Thanks a bunch for posting that!

Jim.
Jim

One more follow-up: This is an amazing solution.

So far, EQL-Data has proven to be everything we'd hoped, and we have already tested at least 95% of our intended use. Flexibility, support, bug-free environment, reliable server, fair pricing, and no need for out-of-Access programming to get Web I/O make it a great fit. Their tech folks are responsive, and we have learned to tweak the underlying EQL-Data tables to get more:  push updates from our development station up to the web, and then pull them down to the client, all with push button ease for the user (short, simple VBA). We can re-point developing MDBs to working vs live replicas on the server. And we have independent control of Access components (e.g. tables vs forms) in the synchronization process.

The fact that it is running on a server requires some re-thinking in terms of how you reach a local box, but we have solved all of those issues. And they have a default printer handler that slips you a PDF of any intended print to do what you will locally.

Regarding the Adobe Flash issue above, the current version still requires it, but as the need arises, they claim a migration to HTML5 or some other supported solution would be moved up the priority list.

I know it is a lot of pros, but I just don't have any cons. Highly recommended to anyone looking to add Web forms without leaving Access. Once again, thank you so much, Jim, for this solution.

Marc
Glad to hear it's working well for you!

Jim.
Pretty cool.  Goodbye SharePoint ?

mx
For us, Sharepoint never was a contender.

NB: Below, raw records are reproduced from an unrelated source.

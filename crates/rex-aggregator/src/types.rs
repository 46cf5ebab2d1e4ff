use serde::{Deserialize, Serialize};

/// Validated route quote. Construction only succeeds when every required
/// field is present — a schema breach never yields a partially-filled Quote.
#[derive(Debug, Clone, Serialize, Deserialize)]
pub struct Quote {
    pub in_amount: u64,
    pub out_amount: u64,
    pub route_plan: serde_json::Value,
    pub price_impact_bps: u32,
}

impl Quote {
    /// Parses a quote response body, requiring `inAmount`, `outAmount`, and
    /// `priceImpactPct` (converted to bps). `routePlan` defaults to an empty
    /// array if absent — it is carried through opaquely, never interpreted.
    pub fn from_json(v: &serde_json::Value) -> Option<Self> {
        let in_amount = v.get("inAmount")?.as_str()?.parse::<u64>().ok()?;
        let out_amount = v.get("outAmount")?.as_str()?.parse::<u64>().ok()?;
        let price_impact_pct: f64 = v
            .get("priceImpactPct")?
            .as_str()
            .and_then(|s| s.parse::<f64>().ok())
            .or_else(|| v.get("priceImpactPct").and_then(|x| x.as_f64()))?;
        let route_plan = v.get("routePlan").cloned().unwrap_or(serde_json::Value::Array(vec![]));

        Some(Quote {
            in_amount,
            out_amount,
            route_plan,
            price_impact_bps: (price_impact_pct * 100.0).round() as u32,
        })
    }
}

#[derive(Debug, Clone, Copy)]
pub enum PriorityFeeLamports {
    Auto,
    Fixed(u64),
}

impl PriorityFeeLamports {
    pub fn to_json(self) -> serde_json::Value {
        match self {
            PriorityFeeLamports::Auto => serde_json::Value::String("auto".to_string()),
            PriorityFeeLamports::Fixed(v) => serde_json::Value::Number(v.into()),
        }
    }
}

#[cfg(test)]
mod tests {
    use super::*;
    use serde_json::json;

    #[test]
    fn parses_well_formed_quote() {
        let body = json!({
            "inAmount": "10000000",
            "outAmount": "100000000",
            "priceImpactPct": "0.12",
            "routePlan": [{"swapInfo": {}}]
        });
        let q = Quote::from_json(&body).unwrap();
        assert_eq!(q.in_amount, 10_000_000);
        assert_eq!(q.out_amount, 100_000_000);
        assert_eq!(q.price_impact_bps, 12);
    }

    #[test]
    fn missing_required_field_yields_none() {
        let body = json!({"inAmount": "1", "priceImpactPct": "0.1"});
        assert!(Quote::from_json(&body).is_none());
    }
}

We use Access as database handler for conversions of older code (FORTRAN, BASIC) applications - tons of VBA, mix of Access versions, and a desire for serious OS freedom. So we develop in a mix of environments. The client currently using this solution runs the master application in Office 2003 on an XP laptop, which syncs to EQL-Data run-time replicas that the users pull up in any browser supporting Flash 10 in Windows, Macs, Linux, etc. Even brought it up on an Android smartphone browser.

Best all-Access solution for us.
Damn that's cool.  Hate to date myself, but I started with Fortran 2!
And guess what is still with us today:
For x = 1 to 10
   ' oh yeah
Next x

Watch Microsoft buy up eqlData ... :-)

mx
One drawback to eqldata is they don't support Access 2010. The tech I spoke with was unsure when they'd have support for 2010.
Yeah, and I asked them that same question several months ago ... so, looks like not much progress :-(

I supposed it's just a matter of time.